Para Vitória, é lamentável que Caruaru só desfrute de uma efervescência cultural durante os festejos juninos, e que os artistas populares tenham dificuldade para acessar as oportunidades dentro do próprio município.
“Depois do São João Caruaru fica um deserto. Não digo um deserto, porque a gente tá se mobilizando e a gente tá tentando criar cada vez mais esses espaços de cultura aqui em Caruaru, de música, dança, arte, tudo”, destaca Vitória.
Vitória do Pife: inspirações, criações e projetos futuros
Vitória conta que sempre gostou de música e foi muito influenciada pelo gosto musical eclético de seus pais, que tinha de Banda Eva a Reginaldo Rossi.
“Como a gente tá nesse mundo globalizado, eu escuto de tudo. Então vai da música brasileira ao pop, ao rap, banda de pífano, ao repente, a embolada, é uma grande mistura. E isso junta dentro de mim, faz assim [se mistura] e sai do jeito que eu enxergo o mundo e a vida”, explica.
Nessa volta dos eventos presenciais, após o período de isolamento provocado pela pandemia do Covid-19, a musicista diz que quer aproveitar ao máximo as oportunidades de subir aos palcos.
No retorno do São João em Caruaru, no ano passado, ela pode se apresentar pela primeira vez com a Banda de Pífanos Caruaru Camaleão.
Com o projeto solo, subiu aos palcos do Festival Aurora Instrumental em novembro de 2022. E, mais recentemente, no Festival Rec-Beat, durante o Carnaval.
Vitória do Pife traz uma identidade diferente, mas complementar a banda de pífanos, unindo o tradicional com outros ritmos e contemporaneidades.
Geralmente, as bandas tradicionais de pífano são compostas por seis integrantes, são eles: dois pifeiros e quatro da percussão, com a zabumba, caixa ou taró, os pratos e o contra surdo.
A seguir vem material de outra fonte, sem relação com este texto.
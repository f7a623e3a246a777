//! The canonicalizer.
//!
//! [`canonicalize`] maps every expression onto a normalized tree, so that expressions differing
//! only in the order of commutative arguments, in the grouping of associative operations, or in
//! trivially foldable numeric parts end up structurally identical:
//!
//! - `Add` and `Multiply` are flattened and their arguments sorted with [`Expr::canonical_cmp`].
//! - Numbers are folded into at most one numeric term per sum or product. Identity elements are
//!   dropped, and a zero factor collapses the whole product to `0`.
//! - `a - b` becomes `a + -1*b`, and `a / b` becomes `a * b^-1`.
//! - Trivial powers collapse: `a^0 = 1`, `a^1 = a`, `0^n = 0` for positive `n`, `1^a = 1`, and
//!   `(a^b)^c = a^(b*c)`. Numeric powers are evaluated.
//! - A product of exactly two non-scalar factors is promoted to a dot product or matrix product
//!   when the operand shapes call for it. The operands of a dot product are sorted; those of a
//!   matrix product keep their order.
//!
//! Canonicalization never fails. Ill-shaped input produces an expression with an invalid
//! [`Shape`](crate::Shape), which callers check explicitly.

use crate::expr::{shape::promote_product, Expr, OpKind};

/// Exponents with an absolute value up to this bound are evaluated by repeated squaring.
const MAX_INTEGER_EXPONENT: f64 = i32::MAX as f64;

/// Returns the canonical form of the expression.
///
/// The function is pure and idempotent. If the expression is already canonical, the returned
/// expression shares its storage with the input (see [`Expr::is_same`]).
pub fn canonicalize(expr: &Expr) -> Expr {
    let op = match expr {
        Expr::Number(n) => return Expr::number(*n),
        Expr::Symbol(_) | Expr::Wildcard(_) => return expr.clone(),
        Expr::Op(op) => op,
    };

    let args = op.args().iter().map(canonicalize).collect::<Vec<_>>();
    let result = match (op.kind(), &args[..]) {
        (OpKind::Add, _) => canonical_add(args),
        (OpKind::Multiply, _) => canonical_multiply(args),
        (OpKind::Subtract, [lhs, rhs]) => {
            canonical_add(vec![lhs.clone(), negate(rhs.clone())])
        },
        (OpKind::Divide, [lhs, rhs]) => {
            canonical_multiply(vec![lhs.clone(), canonical_power(rhs.clone(), Expr::number(-1.0))])
        },
        (OpKind::Power, [base, exp]) => canonical_power(base.clone(), exp.clone()),
        (OpKind::Dot, [lhs, rhs]) if lhs.canonical_cmp(rhs).is_gt() => {
            Expr::op(OpKind::Dot, vec![rhs.clone(), lhs.clone()])
        },
        _ => {
            let unchanged = args.iter()
                .zip(op.args())
                .all(|(new, old)| new.is_same(old));
            if unchanged {
                return expr.clone();
            }
            expr.with_args(args)
        },
    };

    if result.structurally_eq(expr) {
        expr.clone()
    } else {
        result
    }
}

/// Returns `-1 * expr` in canonical form. `expr` must be canonical.
pub(crate) fn negate(expr: Expr) -> Expr {
    canonical_multiply(vec![Expr::number(-1.0), expr])
}

/// Replaces every argument that is itself an operation of the given kind with its own arguments.
/// The arguments must be canonical, so one level of flattening is enough.
fn flatten(kind: &OpKind, args: Vec<Expr>) -> Vec<Expr> {
    let mut flat = Vec::with_capacity(args.len());
    for arg in args {
        if arg.is_op(kind) {
            flat.extend(arg.args().iter().cloned());
        } else {
            flat.push(arg);
        }
    }
    flat
}

/// Builds a canonical sum from canonical terms.
pub(crate) fn canonical_add(args: Vec<Expr>) -> Expr {
    let mut terms = Vec::with_capacity(args.len());
    let mut sum = None;
    for term in flatten(&OpKind::Add, args) {
        match term {
            Expr::Number(n) => *sum.get_or_insert(0.0) += n,
            term => terms.push(term),
        }
    }

    if let Some(sum) = sum {
        if sum != 0.0 || terms.is_empty() {
            terms.push(Expr::number(sum));
        }
    }

    terms.sort_by(Expr::canonical_cmp);
    match terms.len() {
        0 => Expr::number(0.0),
        1 => terms.remove(0),
        _ => Expr::op(OpKind::Add, terms),
    }
}

/// Builds a canonical product from canonical factors.
///
/// Scalar factors commute, so they are sorted. Non-scalar factors keep their relative order and
/// are placed after the scalars, since matrix multiplication does not commute.
pub(crate) fn canonical_multiply(args: Vec<Expr>) -> Expr {
    let mut scalars = Vec::with_capacity(args.len());
    let mut others = Vec::new();
    let mut product = None;
    for factor in flatten(&OpKind::Multiply, args) {
        match factor {
            Expr::Number(n) => *product.get_or_insert(1.0) *= n,
            factor if factor.shape().is_scalar() => scalars.push(factor),
            factor => others.push(factor),
        }
    }

    if let Some(product) = product {
        if product == 0.0 {
            return Expr::number(0.0);
        }
        if product != 1.0 || (scalars.is_empty() && others.is_empty()) {
            scalars.push(Expr::number(product));
        }
    }

    if let [lhs, rhs] = &others[..] {
        match promote_product(&lhs.shape(), &rhs.shape()) {
            Some(OpKind::Dot) => {
                others.sort_by(Expr::canonical_cmp);
                scalars.push(Expr::op(OpKind::Dot, std::mem::take(&mut others)));
            },
            Some(kind) => others = vec![Expr::op(kind, others)],
            None => (),
        }
    }

    scalars.sort_by(Expr::canonical_cmp);
    let mut factors = scalars;
    factors.extend(others);
    match factors.len() {
        0 => Expr::number(1.0),
        1 => factors.remove(0),
        _ => Expr::op(OpKind::Multiply, factors),
    }
}

/// Raises `base` to the integer power `exp` by repeated squaring.
fn integer_power(base: f64, exp: i64) -> f64 {
    let mut result = 1.0;
    let mut square = base;
    let mut n = exp.unsigned_abs();
    while n > 0 {
        if n & 1 == 1 {
            result *= square;
        }
        square *= square;
        n >>= 1;
    }

    if exp < 0 {
        1.0 / result
    } else {
        result
    }
}

/// Evaluates `base^exp` numerically, or returns [`None`] if a non-integer power has no finite
/// real result.
fn numeric_power(base: f64, exp: f64) -> Option<f64> {
    if exp.fract() == 0.0 && exp.abs() <= MAX_INTEGER_EXPONENT {
        // division by zero produces an infinite result, which is kept as a marker
        return Some(integer_power(base, exp as i64));
    }

    let result = base.powf(exp);
    result.is_finite().then_some(result)
}

/// Builds a canonical power from a canonical base and exponent.
pub(crate) fn canonical_power(base: Expr, exp: Expr) -> Expr {
    match (&base, &exp) {
        (_, Expr::Number(e)) if *e == 0.0 => return Expr::number(1.0),
        (_, Expr::Number(e)) if *e == 1.0 => return base,
        (Expr::Number(b), Expr::Number(e)) if *b == 0.0 && *e > 0.0 => return Expr::number(0.0),
        (Expr::Number(b), _) if *b == 1.0 => return Expr::number(1.0),
        (Expr::Number(b), Expr::Number(e)) => {
            if let Some(value) = numeric_power(*b, *e) {
                return Expr::number(value);
            }
        },
        _ => (),
    }

    // (a^b)^c = a^(b*c)
    if let (Some(OpKind::Power), [inner_base, inner_exp]) = (base.kind(), base.args()) {
        let exp = canonical_multiply(vec![inner_exp.clone(), exp]);
        return canonical_power(inner_base.clone(), exp);
    }

    Expr::op(OpKind::Power, vec![base, exp])
}

#[cfg(test)]
mod tests {
    use assert_float_eq::{
        afe_abs,
        afe_relative_error_msg,
        afe_is_relative_eq,
        assert_float_relative_eq,
    };
    use crate::expr::Shape;
    use pretty_assertions::assert_eq;
    use super::*;

    fn x() -> Expr {
        Expr::symbol("x")
    }

    fn num(n: f64) -> Expr {
        Expr::number(n)
    }

    fn parse(source: &str) -> Expr {
        canonicalize(&source.parse::<Expr>().unwrap())
    }

    #[test]
    fn numeric_folding() {
        let expr = canonicalize(&Expr::op(OpKind::Add, vec![num(2.0), num(3.0), x()]));
        assert_eq!(expr.kind(), Some(&OpKind::Add));
        let args = expr.args();
        assert_eq!(args.len(), 2);
        assert_float_relative_eq!(args[0].as_number().unwrap(), 5.0);
        assert!(args[1].structurally_eq(&x()));
    }

    #[test]
    fn identities() {
        assert!(canonicalize(&(x() + num(0.0))).structurally_eq(&x()));
        assert!(canonicalize(&(x() * num(1.0))).structurally_eq(&x()));
        assert!(canonicalize(&(x() * num(0.0))).structurally_eq(&num(0.0)));
        assert!(canonicalize(&(num(2.0) + num(-2.0))).structurally_eq(&num(0.0)));
        assert!(canonicalize(&(num(0.5) * num(2.0))).structurally_eq(&num(1.0)));
    }

    #[test]
    fn power_laws() {
        assert!(canonicalize(&x().pow(num(0.0))).structurally_eq(&num(1.0)));
        assert!(canonicalize(&x().pow(num(1.0))).structurally_eq(&x()));
        assert!(canonicalize(&num(1.0).pow(x())).structurally_eq(&num(1.0)));
        assert!(canonicalize(&num(0.0).pow(num(3.0))).structurally_eq(&num(0.0)));

        let nested = Expr::symbol("a").pow(num(2.0)).pow(num(3.0));
        let expr = canonicalize(&nested);
        assert_eq!(expr.kind(), Some(&OpKind::Power));
        assert!(expr.args()[0].structurally_eq(&Expr::symbol("a")));
        assert!(expr.args()[1].structurally_eq(&num(6.0)));
    }

    #[test]
    fn numeric_powers() {
        assert_float_relative_eq!(parse("2^10").as_number().unwrap(), 1024.0);
        assert_float_relative_eq!(parse("4^0.5").as_number().unwrap(), 2.0);
        assert_float_relative_eq!(parse("2^-2").as_number().unwrap(), 0.25);

        // no finite real result, so the symbolic form is kept
        let root = parse("(-8)^0.5");
        assert_eq!(root.kind(), Some(&OpKind::Power));

        // integer powers of zero keep the infinite marker
        assert_eq!(parse("0^-1").as_number(), Some(f64::INFINITY));
    }

    #[test]
    fn subtract_and_divide() {
        let expr = parse("x - y");
        assert!(expr.structurally_eq(&Expr::op(OpKind::Add, vec![
            x(),
            Expr::op(OpKind::Multiply, vec![num(-1.0), Expr::symbol("y")]),
        ])));

        let expr = parse("x / y");
        assert!(expr.structurally_eq(&Expr::op(OpKind::Multiply, vec![
            x(),
            Expr::op(OpKind::Power, vec![Expr::symbol("y"), num(-1.0)]),
        ])));

        assert!(parse("6 / 2").structurally_eq(&num(3.0)));
    }

    #[test]
    fn flattening() {
        let expr = parse("a + (b + (c + d))");
        assert_eq!(expr.args().len(), 4);
        assert!(expr.args().iter().all(|arg| arg.as_symbol().is_some()));

        let expr = parse("2*(x*(3*y))");
        assert_eq!(expr.to_string(), "6*x*y");
    }

    #[test]
    fn sorting() {
        assert_eq!(parse("z + sin(x) + 2 + a").to_string(), "2 + a + z + sin(x)");
        assert_eq!(parse("y*x").to_string(), "x*y");
    }

    #[test]
    fn dot_product_promotion() {
        let expr = parse("u:[3] * v:[3]");
        assert_eq!(expr.kind(), Some(&OpKind::Dot));
        assert_eq!(expr.shape(), Shape::scalar());

        let expr = parse("2 * u:[3] * v:[3]");
        assert_eq!(expr.kind(), Some(&OpKind::Multiply));
        assert_eq!(expr.to_string(), "2*dot(u:[3], v:[3])");
    }

    #[test]
    fn dot_product_commutes() {
        let uv = parse("u:[3] * v:[3]");
        let vu = parse("v:[3] * u:[3]");
        assert!(uv.structurally_eq(&vu), "{} != {}", uv, vu);
        assert_eq!(uv, vu);
        assert_eq!(vu.to_string(), "dot(u:[3], v:[3])");

        let explicit = parse("dot(v:[3], u:[3])");
        assert!(explicit.structurally_eq(&uv));
        assert!(parse("x * v:[3] * u:[3]").structurally_eq(&parse("u:[3] * x * v:[3]")));
    }

    #[test]
    fn matrix_product_promotion() {
        let expr = parse("A:[2, 3] * v:[3]");
        assert_eq!(expr.kind(), Some(&OpKind::MatMul));
        assert_eq!(expr.shape(), Shape::vector(2));

        // non-scalar factors keep their order
        let expr = parse("B:[3, 3] * A:[3, 3]");
        assert!(expr.args()[0].structurally_eq(&Expr::shaped_symbol("B", Shape::matrix(3, 3))));
    }

    #[test]
    fn mismatched_shapes_are_invalid() {
        let expr = parse("u:[2] + v:[3]");
        assert!(!expr.shape().is_valid());
    }

    #[test]
    fn idempotent() {
        for source in [
            "(x + 0) * 1",
            "a*x + b = c",
            "x^2*x^-1/(y - 3)",
            "(a^b)^c - 4/2",
            "2 * u:[3] * v:[3] + 1",
            "deriv(sin(x)*2, x)",
        ] {
            let once = parse(source);
            let twice = canonicalize(&once);
            assert!(once.structurally_eq(&twice), "{} -> {} -> {}", source, once, twice);
        }
    }

    #[test]
    fn preserves_identity_when_unchanged() {
        let expr = parse("x + sin(y)");
        assert!(canonicalize(&expr).is_same(&expr));
    }
}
Em alguns casos, esse último é trocado por pandeiro.
No caso do projeto Vitória do Pife, a banda é composta por Vitória no pífano, Valdemar Neto no violão de sete cordas e guitarra, Danilo Felipe na percussão (com pandeiro, triângulo, agogô, caracrachá, entre outros) e Wagner Santos na bateria, ilú e efeitos.
“Eu via a necessidade de pegar minhas músicas autorais e trazer o que elas precisam que no caso é uma linguagem que tem o tradicional, mas que também é muito voltada pra questão da Jurema Sagrada, dos toques de atabaque, de conga e os ritmos que pertencem também a essa outra manifestação. Então, eu também tô me atualizando, vendo se boto uns beats, umas coisas assim. O que vai se tornar esse Vitória do Pifano, só vocês acompanhando pra saber”, finaliza a artista.